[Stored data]
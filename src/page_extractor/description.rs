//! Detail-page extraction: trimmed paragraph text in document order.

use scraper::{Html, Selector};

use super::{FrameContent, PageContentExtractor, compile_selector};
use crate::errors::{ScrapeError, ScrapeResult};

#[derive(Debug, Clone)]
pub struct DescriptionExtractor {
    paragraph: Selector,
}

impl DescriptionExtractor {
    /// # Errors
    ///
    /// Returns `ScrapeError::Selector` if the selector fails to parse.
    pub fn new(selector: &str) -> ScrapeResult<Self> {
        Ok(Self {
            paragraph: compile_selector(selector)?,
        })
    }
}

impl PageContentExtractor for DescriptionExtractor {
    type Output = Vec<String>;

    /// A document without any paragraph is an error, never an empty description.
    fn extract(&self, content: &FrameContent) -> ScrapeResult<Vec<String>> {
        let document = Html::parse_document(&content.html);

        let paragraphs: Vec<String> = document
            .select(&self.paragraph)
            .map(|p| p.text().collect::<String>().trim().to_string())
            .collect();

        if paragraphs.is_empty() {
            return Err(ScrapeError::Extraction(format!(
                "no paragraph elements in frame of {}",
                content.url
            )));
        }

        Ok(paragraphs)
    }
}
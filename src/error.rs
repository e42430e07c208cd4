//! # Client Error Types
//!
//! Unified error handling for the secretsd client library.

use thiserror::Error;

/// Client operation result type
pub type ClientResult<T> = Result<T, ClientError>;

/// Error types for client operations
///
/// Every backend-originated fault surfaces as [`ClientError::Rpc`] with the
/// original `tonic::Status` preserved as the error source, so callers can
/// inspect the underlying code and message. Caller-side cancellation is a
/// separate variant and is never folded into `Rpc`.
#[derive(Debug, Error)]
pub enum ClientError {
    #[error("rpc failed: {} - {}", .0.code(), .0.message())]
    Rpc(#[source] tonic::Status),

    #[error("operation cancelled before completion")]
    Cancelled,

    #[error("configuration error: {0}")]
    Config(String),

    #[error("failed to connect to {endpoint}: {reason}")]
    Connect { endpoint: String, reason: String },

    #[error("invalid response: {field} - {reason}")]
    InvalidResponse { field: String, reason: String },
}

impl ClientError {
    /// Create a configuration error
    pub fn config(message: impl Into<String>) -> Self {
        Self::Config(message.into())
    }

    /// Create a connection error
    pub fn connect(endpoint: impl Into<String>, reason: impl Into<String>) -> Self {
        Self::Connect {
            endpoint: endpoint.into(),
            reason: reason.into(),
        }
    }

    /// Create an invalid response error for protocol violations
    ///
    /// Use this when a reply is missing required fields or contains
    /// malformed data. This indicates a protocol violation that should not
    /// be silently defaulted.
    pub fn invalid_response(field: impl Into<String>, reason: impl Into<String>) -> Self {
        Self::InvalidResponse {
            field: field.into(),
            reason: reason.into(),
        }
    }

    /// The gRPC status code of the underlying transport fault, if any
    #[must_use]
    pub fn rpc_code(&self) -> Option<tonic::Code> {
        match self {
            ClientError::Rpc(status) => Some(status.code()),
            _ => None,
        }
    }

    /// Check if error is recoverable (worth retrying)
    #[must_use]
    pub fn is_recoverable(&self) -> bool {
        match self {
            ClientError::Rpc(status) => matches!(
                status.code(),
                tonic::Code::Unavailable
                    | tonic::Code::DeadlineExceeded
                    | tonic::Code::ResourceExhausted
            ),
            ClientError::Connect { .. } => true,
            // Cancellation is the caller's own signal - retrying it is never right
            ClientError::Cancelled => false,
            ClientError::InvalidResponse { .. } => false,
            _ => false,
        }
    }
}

DIRECTIONS FOR THIS TASK: Nothing may be left out. Retype all the entries exactly.

ANSWER FOR THIS EXERCISE:
filename src/page_extractor/description.rs
//! Detail-page extraction: trimmed paragraph text in document order.

use scraper::{Html, Selector};

use super::{FrameContent, PageContentExtractor, compile_selector};
use crate::errors::{ScrapeError, ScrapeResult};

#[derive(Debug, Clone)]
pub struct DescriptionExtractor {
    paragraph: Selector,
}

impl DescriptionExtractor {
    /// # Errors
    ///
    /// Returns `ScrapeError::Selector` if the selector fails to parse.
    pub fn new(selector: &str) -> ScrapeResult<Self> {
        Ok(Self {
            paragraph: compile_selector(selector)?,
        })
    }
}

impl PageContentExtractor for DescriptionExtractor {
    type Output = Vec<String>;

    /// A document without any paragraph is an error, never an empty description.
    fn extract(&self, content: &FrameContent) -> ScrapeResult<Vec<String>> {
        let document = Html::parse_document(&content.html);

        let paragraphs: Vec<String> = document
            .select(&self.paragraph)
            .map(|p| p.text().collect::<String>().trim().to_string())
            .collect();

        if paragraphs.is_empty() {
            return Err(ScrapeError::Extraction(format!(
                "no paragraph elements in frame of {}",
                content.url
            )));
        }

        Ok(paragraphs)
    }
}
filename src/error.rs
repository e42430e07c208cd4
//! # Client Error Types
//!
//! Unified error handling for the secretsd client library.

use thiserror::Error;

/// Client operation result type
pub type ClientResult<T> = Result<T, ClientError>;

/// Error types for client operations
///
/// Every backend-originated fault surfaces as [`ClientError::Rpc`] with the
/// original `tonic::Status` preserved as the error source, so callers can
/// inspect the underlying code and message. Caller-side cancellation is a
/// separate variant and is never folded into `Rpc`.
#[derive(Debug, Error)]
pub enum ClientError {
    #[error("rpc failed: {} - {}", .0.code(), .0.message())]
    Rpc(#[source] tonic::Status),

    #[error("operation cancelled before completion")]
    Cancelled,

    #[error("configuration error: {0}")]
    Config(String),

    #[error("failed to connect to {endpoint}: {reason}")]
    Connect { endpoint: String, reason: String },

    #[error("invalid response: {field} - {reason}")]
    InvalidResponse { field: String, reason: String },
}

impl ClientError {
    /// Create a configuration error
    pub fn config(message: impl Into<String>) -> Self {
        Self::Config(message.into())
    }

    /// Create a connection error
    pub fn connect(endpoint: impl Into<String>, reason: impl Into<String>) -> Self {
        Self::Connect {
            endpoint: endpoint.into(),
            reason: reason.into(),
        }
    }

    /// Create an invalid response error for protocol violations
    ///
    /// Use this when a reply is missing required fields or contains
    /// malformed data. This indicates a protocol violation that should not
    /// be silently defaulted.
    pub fn invalid_response(field: impl Into<String>, reason: impl Into<String>) -> Self {
        Self::InvalidResponse {
            field: field.into(),
            reason: reason.into(),
        }
    }

    /// The gRPC status code of the underlying transport fault, if any
    #[must_use]
    pub fn rpc_code(&self) -> Option<tonic::Code> {
        match self {
            ClientError::Rpc(status) => Some(status.code()),
            _ => None,
        }
    }

    /// Check if error is recoverable (worth retrying)
    #[must_use]
    pub fn is_recoverable(&self) -> bool {
        match self {
            ClientError::Rpc(status) => matches!(
                status.code(),
                tonic::Code::Unavailable
                    | tonic::Code::DeadlineExceeded
                    | tonic::Code::ResourceExhausted
            ),
            ClientError::Connect { .. } => true,
            // Cancellation is the caller's own signal - retrying it is never right
            ClientError::Cancelled => false,
            ClientError::InvalidResponse { .. } => false,
            _ => false,
        }
    }
}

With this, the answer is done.